Indonesian authorities seized Iranian and Panamanian-flagged vessels for suspected illegal oil transfers, Reuters reported Tuesday. News reports, meanwhile, said two loud booms were heard over Riyadh, a few days after Saudi Arabia said it intercepted an apparent missile or drone over its capital.
“What the market is now really worrying about is crude storage levels, after last week’s surprise rise in the U.S.,” said Tonhaugen. Another week of supply builds would “ring the alarm in trading floors that something changes in the market.
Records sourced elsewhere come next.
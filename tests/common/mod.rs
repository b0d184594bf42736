//! Shared fixtures for the integration tests.

#![allow(dead_code)]

use async_trait::async_trait;
use axum::{extract::State, http::StatusCode, routing::get, Router};
use pdf2png_api::{Converter, Fetcher, MarkdownExtractor, Pdf2PngError};
use std::net::SocketAddr;
use std::path::Path;
use std::sync::atomic::{AtomicUsize, Ordering};
use std::sync::Arc;
use std::time::Duration;

/// Skip the current test when no pdfium library is available locally.
macro_rules! skip_without_pdfium {
    () => {
        if pdfium_auto::cached_pdfium_path().is_none() {
            println!("SKIP: pdfium not available (set PDFIUM_LIB_PATH or run the server once)");
            return;
        }
    };
}

/// Build a valid PDF with `pages` blank pages of `width`×`height` points.
pub fn minimal_pdf(pages: usize, width: u32, height: u32) -> Vec<u8> {
    let first_page = 3;
    let kids: Vec<String> = (0..pages).map(|i| format!("{} 0 R", first_page + i)).collect();

    let mut objects = vec![
        "<< /Type /Catalog /Pages 2 0 R >>".to_string(),
        format!("<< /Type /Pages /Kids [{}] /Count {} >>", kids.join(" "), pages),
    ];
    for _ in 0..pages {
        objects.push(format!(
            "<< /Type /Page /Parent 2 0 R /MediaBox [0 0 {width} {height}] /Resources << >> >>"
        ));
    }

    let mut out = b"%PDF-1.4\n".to_vec();
    let mut offsets = Vec::with_capacity(objects.len());
    for (i, body) in objects.iter().enumerate() {
        offsets.push(out.len());
        out.extend_from_slice(format!("{} 0 obj\n{}\nendobj\n", i + 1, body).as_bytes());
    }

    let xref_at = out.len();
    out.extend_from_slice(format!("xref\n0 {}\n", objects.len() + 1).as_bytes());
    // Each entry is exactly 20 bytes including the two-byte EOL.
    out.extend_from_slice(b"0000000000 65535 f \n");
    for off in offsets {
        out.extend_from_slice(format!("{off:010} 00000 n \n").as_bytes());
    }
    out.extend_from_slice(
        format!(
            "trailer\n<< /Size {} /Root 1 0 R >>\nstartxref\n{}\n%%EOF\n",
            objects.len() + 1,
            xref_at
        )
        .as_bytes(),
    );
    out
}

/// A local document host that counts every request it receives.
pub struct DocServer {
    pub addr: SocketAddr,
    hits: Arc<AtomicUsize>,
}

impl DocServer {
    /// Serves `/three-pages.pdf`, `/not-a-pdf.bin`, and 404 for everything else.
    pub async fn start() -> Self {
        let hits = Arc::new(AtomicUsize::new(0));

        async fn three_pages(State(hits): State<Arc<AtomicUsize>>) -> Vec<u8> {
            hits.fetch_add(1, Ordering::SeqCst);
            minimal_pdf(3, 200, 100)
        }
        async fn not_a_pdf(State(hits): State<Arc<AtomicUsize>>) -> &'static str {
            hits.fetch_add(1, Ordering::SeqCst);
            "<html>definitely not a pdf</html>"
        }
        async fn missing(State(hits): State<Arc<AtomicUsize>>) -> StatusCode {
            hits.fetch_add(1, Ordering::SeqCst);
            StatusCode::NOT_FOUND
        }

        let app = Router::new()
            .route("/three-pages.pdf", get(three_pages))
            .route("/not-a-pdf.bin", get(not_a_pdf))
            .fallback(missing)
            .with_state(Arc::clone(&hits));

        let listener = tokio::net::TcpListener::bind("127.0.0.1:0").await.unwrap();
        let addr = listener.local_addr().unwrap();
        tokio::spawn(async move {
            axum::serve(listener, app).await.unwrap();
        });

        Self { addr, hits }
    }

    pub fn url(&self, path: &str) -> String {
        format!("http://{}{}", self.addr, path)
    }

    pub fn hits(&self) -> usize {
        self.hits.load(Ordering::SeqCst)
    }
}

/// Returns canned pages, or fails, without any network access.
pub struct FakeExtractor {
    pages: Vec<String>,
    fail: bool,
    calls: AtomicUsize,
}

impl FakeExtractor {
    pub fn pages(pages: &[&str]) -> Arc<Self> {
        Arc::new(Self {
            pages: pages.iter().map(|p| p.to_string()).collect(),
            fail: false,
            calls: AtomicUsize::new(0),
        })
    }

    pub fn failing() -> Arc<Self> {
        Arc::new(Self {
            pages: Vec::new(),
            fail: true,
            calls: AtomicUsize::new(0),
        })
    }

    /// Number of times the parsing step was reached.
    pub fn calls(&self) -> usize {
        self.calls.load(Ordering::SeqCst)
    }
}

#[async_trait]
impl MarkdownExtractor for FakeExtractor {
    async fn extract(&self, pdf_path: &Path) -> Result<Vec<String>, Pdf2PngError> {
        self.calls.fetch_add(1, Ordering::SeqCst);
        assert!(pdf_path.exists(), "scratch file must exist during extraction");
        if self.fail {
            return Err(Pdf2PngError::ExtractionFailed(
                "parsing job finished with status ERROR".into(),
            ));
        }
        Ok(self.pages.clone())
    }
}

pub fn converter(extractor: Arc<FakeExtractor>) -> Converter {
    Converter::new(
        Fetcher::new(Duration::from_secs(10)).unwrap(),
        extractor,
        Duration::from_secs(60),
    )
}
That is demand.”
So “the elephant in the room is now oil demand and how the latest lockdowns and restrictions globally are affecting it,” he said. “Oil demand is definitely under pressure currently and will be for a while until lockdowns are lifted and Covid-19 infection speed slows down.”
On Tuesday, West Texas Intermediate crude for March delivery CL.1, -0.42% CLH21, -0.42% fell by 16 cents, or 0.3%, to settle at $52.61 a barrel on the New York Mercantile Exchange.
Meanwhile, the front-month March Brent crude contract BRNH21, -0.13%, the global benchmark, added 3 cents, or nearly 0.1%, to $55.91 a barrel on ICE Futures Europe.
“So far in 2021, oil traders have gained increased clarity regarding global production and supply dynamics which has acted as a tailwind for the energy markets,” Tyler Richey, co-editor at Sevens Report Research, told MarketWatch.
Domestic oil production has been “largely steady” at 11 million barrels per day, while policy developments between the Organization of the Petroleum Exporting Countries and their allies, together known as OPEC+, have been positive for prices, said Richey, with Saudi Arabia unexpectedly pledging to cut production” by 1 million barrels per day in February and March.
U.S. benchmark oil prices have recovered “just about all of the COVID-19 driven losses from 2020, but “we will need to gain further clarity on the health of global demand for refined products before the major oil benchmarks are able to make a run at $60 a barrel and new 52 week highs,” said Richey.
Hinting at a recovery, the International Monetary Fund on Tuesday raised its forecast for global economic growth this year to 5.5%, but warned of “extraordinary uncertainty” about the outlook.
Back on Nymex, petroleum product prices settled higher. February gasoline RBG21, +1.24% tacked on 1.3% to $1.5807 a gallon and February heating oil HOG21, +0.16% added 0.3% to $1.5984 a gallon.
February natural gas NGG21, +2.15%, which expires at the end of Wednesday’s session, moved up by 2.1% to settle at $2.656 per million British thermal units.
The American Petroleum Institute, a trade group, will issue weekly data on U.S. petroleum supplies late Tuesday, followed by official data from the Energy Information Administration early Wednesday.
On average, analysts expect the EIA to report a decline of 1.7 million barrels in domestic crude supplies for the week ended Jan. 22, according to a survey conducted by S&P Global Platts. They also forecast a weekly climb of 1.2 million barrels in gasoline stockpiles and a decline of 800,000 barrels for distillate inventories.